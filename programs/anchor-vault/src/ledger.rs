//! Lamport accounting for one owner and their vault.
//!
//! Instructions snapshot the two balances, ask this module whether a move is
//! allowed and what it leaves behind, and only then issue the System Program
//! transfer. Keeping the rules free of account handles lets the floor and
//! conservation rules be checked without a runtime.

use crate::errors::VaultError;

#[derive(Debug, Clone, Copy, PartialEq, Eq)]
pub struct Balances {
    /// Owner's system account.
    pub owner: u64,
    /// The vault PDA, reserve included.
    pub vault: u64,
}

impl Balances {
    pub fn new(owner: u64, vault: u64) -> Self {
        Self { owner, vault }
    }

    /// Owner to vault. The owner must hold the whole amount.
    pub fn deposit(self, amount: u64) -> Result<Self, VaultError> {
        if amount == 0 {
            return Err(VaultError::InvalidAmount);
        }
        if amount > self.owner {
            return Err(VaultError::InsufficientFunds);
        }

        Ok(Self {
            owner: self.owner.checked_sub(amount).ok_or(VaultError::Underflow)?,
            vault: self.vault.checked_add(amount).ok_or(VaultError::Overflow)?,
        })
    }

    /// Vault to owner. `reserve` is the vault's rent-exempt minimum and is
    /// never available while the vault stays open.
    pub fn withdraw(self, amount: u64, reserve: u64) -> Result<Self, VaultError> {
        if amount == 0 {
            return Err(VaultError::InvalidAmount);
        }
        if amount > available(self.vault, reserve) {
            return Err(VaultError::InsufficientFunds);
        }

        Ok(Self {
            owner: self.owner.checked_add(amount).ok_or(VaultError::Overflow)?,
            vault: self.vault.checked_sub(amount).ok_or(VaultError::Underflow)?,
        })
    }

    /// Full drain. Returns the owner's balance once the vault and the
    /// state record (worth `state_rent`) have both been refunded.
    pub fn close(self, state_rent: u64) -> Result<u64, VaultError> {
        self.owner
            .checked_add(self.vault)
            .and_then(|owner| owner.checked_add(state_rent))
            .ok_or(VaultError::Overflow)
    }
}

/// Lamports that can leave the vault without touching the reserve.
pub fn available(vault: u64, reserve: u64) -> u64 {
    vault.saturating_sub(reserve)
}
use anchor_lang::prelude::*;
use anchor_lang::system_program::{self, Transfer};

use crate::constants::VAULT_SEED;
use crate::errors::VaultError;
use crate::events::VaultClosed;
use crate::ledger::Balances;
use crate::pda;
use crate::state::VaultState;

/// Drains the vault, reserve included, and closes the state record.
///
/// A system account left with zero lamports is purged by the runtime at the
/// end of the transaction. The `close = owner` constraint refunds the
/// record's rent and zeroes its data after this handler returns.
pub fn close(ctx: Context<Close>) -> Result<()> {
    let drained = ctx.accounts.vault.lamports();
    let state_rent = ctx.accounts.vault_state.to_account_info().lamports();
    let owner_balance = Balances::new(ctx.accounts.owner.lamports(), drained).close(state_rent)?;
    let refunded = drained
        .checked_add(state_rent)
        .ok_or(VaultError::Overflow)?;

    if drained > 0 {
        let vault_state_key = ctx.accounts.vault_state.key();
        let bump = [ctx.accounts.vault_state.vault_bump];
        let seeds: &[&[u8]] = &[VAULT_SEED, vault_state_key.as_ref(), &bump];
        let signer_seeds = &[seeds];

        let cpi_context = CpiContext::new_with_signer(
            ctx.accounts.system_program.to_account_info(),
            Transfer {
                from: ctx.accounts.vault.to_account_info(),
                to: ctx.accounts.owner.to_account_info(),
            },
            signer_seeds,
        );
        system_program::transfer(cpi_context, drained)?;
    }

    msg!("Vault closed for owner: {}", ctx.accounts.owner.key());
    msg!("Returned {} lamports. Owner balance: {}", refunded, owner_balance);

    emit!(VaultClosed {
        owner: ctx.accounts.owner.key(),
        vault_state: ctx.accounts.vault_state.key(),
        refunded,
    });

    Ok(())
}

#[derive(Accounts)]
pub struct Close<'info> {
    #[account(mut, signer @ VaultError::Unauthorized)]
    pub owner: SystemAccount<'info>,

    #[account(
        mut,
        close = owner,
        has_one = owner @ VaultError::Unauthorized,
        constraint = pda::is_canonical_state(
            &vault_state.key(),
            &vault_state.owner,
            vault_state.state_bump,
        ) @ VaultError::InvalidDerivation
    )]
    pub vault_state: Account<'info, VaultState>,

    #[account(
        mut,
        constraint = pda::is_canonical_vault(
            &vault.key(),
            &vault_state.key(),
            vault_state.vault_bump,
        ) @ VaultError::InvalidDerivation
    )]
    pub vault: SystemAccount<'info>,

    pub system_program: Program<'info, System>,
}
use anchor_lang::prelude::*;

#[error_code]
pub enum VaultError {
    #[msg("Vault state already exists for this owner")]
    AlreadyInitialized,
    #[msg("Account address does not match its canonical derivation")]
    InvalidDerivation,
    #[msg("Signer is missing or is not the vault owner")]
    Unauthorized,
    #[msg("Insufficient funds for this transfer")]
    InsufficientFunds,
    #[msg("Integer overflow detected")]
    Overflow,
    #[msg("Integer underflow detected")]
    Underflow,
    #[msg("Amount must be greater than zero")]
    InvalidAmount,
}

****

- **The task**
Working from the material above, reproduce it in full and unchanged.

- **Task answer**
filename programs/anchor-vault/src/ledger.rs
//! Lamport accounting for one owner and their vault.
//!
//! Instructions snapshot the two balances, ask this module whether a move is
//! allowed and what it leaves behind, and only then issue the System Program
//! transfer. Keeping the rules free of account handles lets the floor and
//! conservation rules be checked without a runtime.

use crate::errors::VaultError;

#[derive(Debug, Clone, Copy, PartialEq, Eq)]
pub struct Balances {
    /// Owner's system account.
    pub owner: u64,
    /// The vault PDA, reserve included.
    pub vault: u64,
}

impl Balances {
    pub fn new(owner: u64, vault: u64) -> Self {
        Self { owner, vault }
    }

    /// Owner to vault. The owner must hold the whole amount.
    pub fn deposit(self, amount: u64) -> Result<Self, VaultError> {
        if amount == 0 {
            return Err(VaultError::InvalidAmount);
        }
        if amount > self.owner {
            return Err(VaultError::InsufficientFunds);
        }

        Ok(Self {
            owner: self.owner.checked_sub(amount).ok_or(VaultError::Underflow)?,
            vault: self.vault.checked_add(amount).ok_or(VaultError::Overflow)?,
        })
    }

    /// Vault to owner. `reserve` is the vault's rent-exempt minimum and is
    /// never available while the vault stays open.
    pub fn withdraw(self, amount: u64, reserve: u64) -> Result<Self, VaultError> {
        if amount == 0 {
            return Err(VaultError::InvalidAmount);
        }
        if amount > available(self.vault, reserve) {
            return Err(VaultError::InsufficientFunds);
        }

        Ok(Self {
            owner: self.owner.checked_add(amount).ok_or(VaultError::Overflow)?,
            vault: self.vault.checked_sub(amount).ok_or(VaultError::Underflow)?,
        })
    }

    /// Full drain. Returns the owner's balance once the vault and the
    /// state record (worth `state_rent`) have both been refunded.
    pub fn close(self, state_rent: u64) -> Result<u64, VaultError> {
        self.owner
            .checked_add(self.vault)
            .and_then(|owner| owner.checked_add(state_rent))
            .ok_or(VaultError::Overflow)
    }
}

/// Lamports that can leave the vault without touching the reserve.
pub fn available(vault: u64, reserve: u64) -> u64 {
    vault.saturating_sub(reserve)
}
use anchor_lang::prelude::*;
use anchor_lang::system_program::{self, Transfer};

use crate::constants::VAULT_SEED;
use crate::errors::VaultError;
use crate::events::VaultClosed;
use crate::ledger::Balances;
use crate::pda;
use crate::state::VaultState;

/// Drains the vault, reserve included, and closes the state record.
///
/// A system account left with zero lamports is purged by the runtime at the
/// end of the transaction. The `close = owner` constraint refunds the
/// record's rent and zeroes its data after this handler returns.
pub fn close(ctx: Context<Close>) -> Result<()> {
    let drained = ctx.accounts.vault.lamports();
    let state_rent = ctx.accounts.vault_state.to_account_info().lamports();
    let owner_balance = Balances::new(ctx.accounts.owner.lamports(), drained).close(state_rent)?;
    let refunded = drained
        .checked_add(state_rent)
        .ok_or(VaultError::Overflow)?;

    if drained > 0 {
        let vault_state_key = ctx.accounts.vault_state.key();
        let bump = [ctx.accounts.vault_state.vault_bump];
        let seeds: &[&[u8]] = &[VAULT_SEED, vault_state_key.as_ref(), &bump];
        let signer_seeds = &[seeds];

        let cpi_context = CpiContext::new_with_signer(
            ctx.accounts.system_program.to_account_info(),
            Transfer {
                from: ctx.accounts.vault.to_account_info(),
                to: ctx.accounts.owner.to_account_info(),
            },
            signer_seeds,
        );
        system_program::transfer(cpi_context, drained)?;
    }

    msg!("Vault closed for owner: {}", ctx.accounts.owner.key());
    msg!("Returned {} lamports. Owner balance: {}", refunded, owner_balance);

    emit!(VaultClosed {
        owner: ctx.accounts.owner.key(),
        vault_state: ctx.accounts.vault_state.key(),
        refunded,
    });

    Ok(())
}

#[derive(Accounts)]
pub struct Close<'info> {
    #[account(mut, signer @ VaultError::Unauthorized)]
    pub owner: SystemAccount<'info>,

    #[account(
        mut,
        close = owner,
        has_one = owner @ VaultError::Unauthorized,
        constraint = pda::is_canonical_state(
            &vault_state.key(),
            &vault_state.owner,
            vault_state.state_bump,
        ) @ VaultError::InvalidDerivation
    )]
    pub vault_state: Account<'info, VaultState>,

    #[account(
        mut,
        constraint = pda::is_canonical_vault(
            &vault.key(),
            &vault_state.key(),
            vault_state.vault_bump,
        ) @ VaultError::InvalidDerivation
    )]
    pub vault: SystemAccount<'info>,

    pub system_program: Program<'info, System>,
}
use anchor_lang::prelude::*;

#[error_code]
pub enum VaultError {
    #[msg("Vault state already exists for this owner")]
    AlreadyInitialized,
    #[msg("Account address does not match its canonical derivation")]
    InvalidDerivation,
    #[msg("Signer is missing or is not the vault owner")]
    Unauthorized,
    #[msg("Insufficient funds for this transfer")]
    InsufficientFunds,
    #[msg("Integer overflow detected")]
    Overflow,
    #[msg("Integer underflow detected")]
    Underflow,
    #[msg("Amount must be greater than zero")]
    InvalidAmount,
}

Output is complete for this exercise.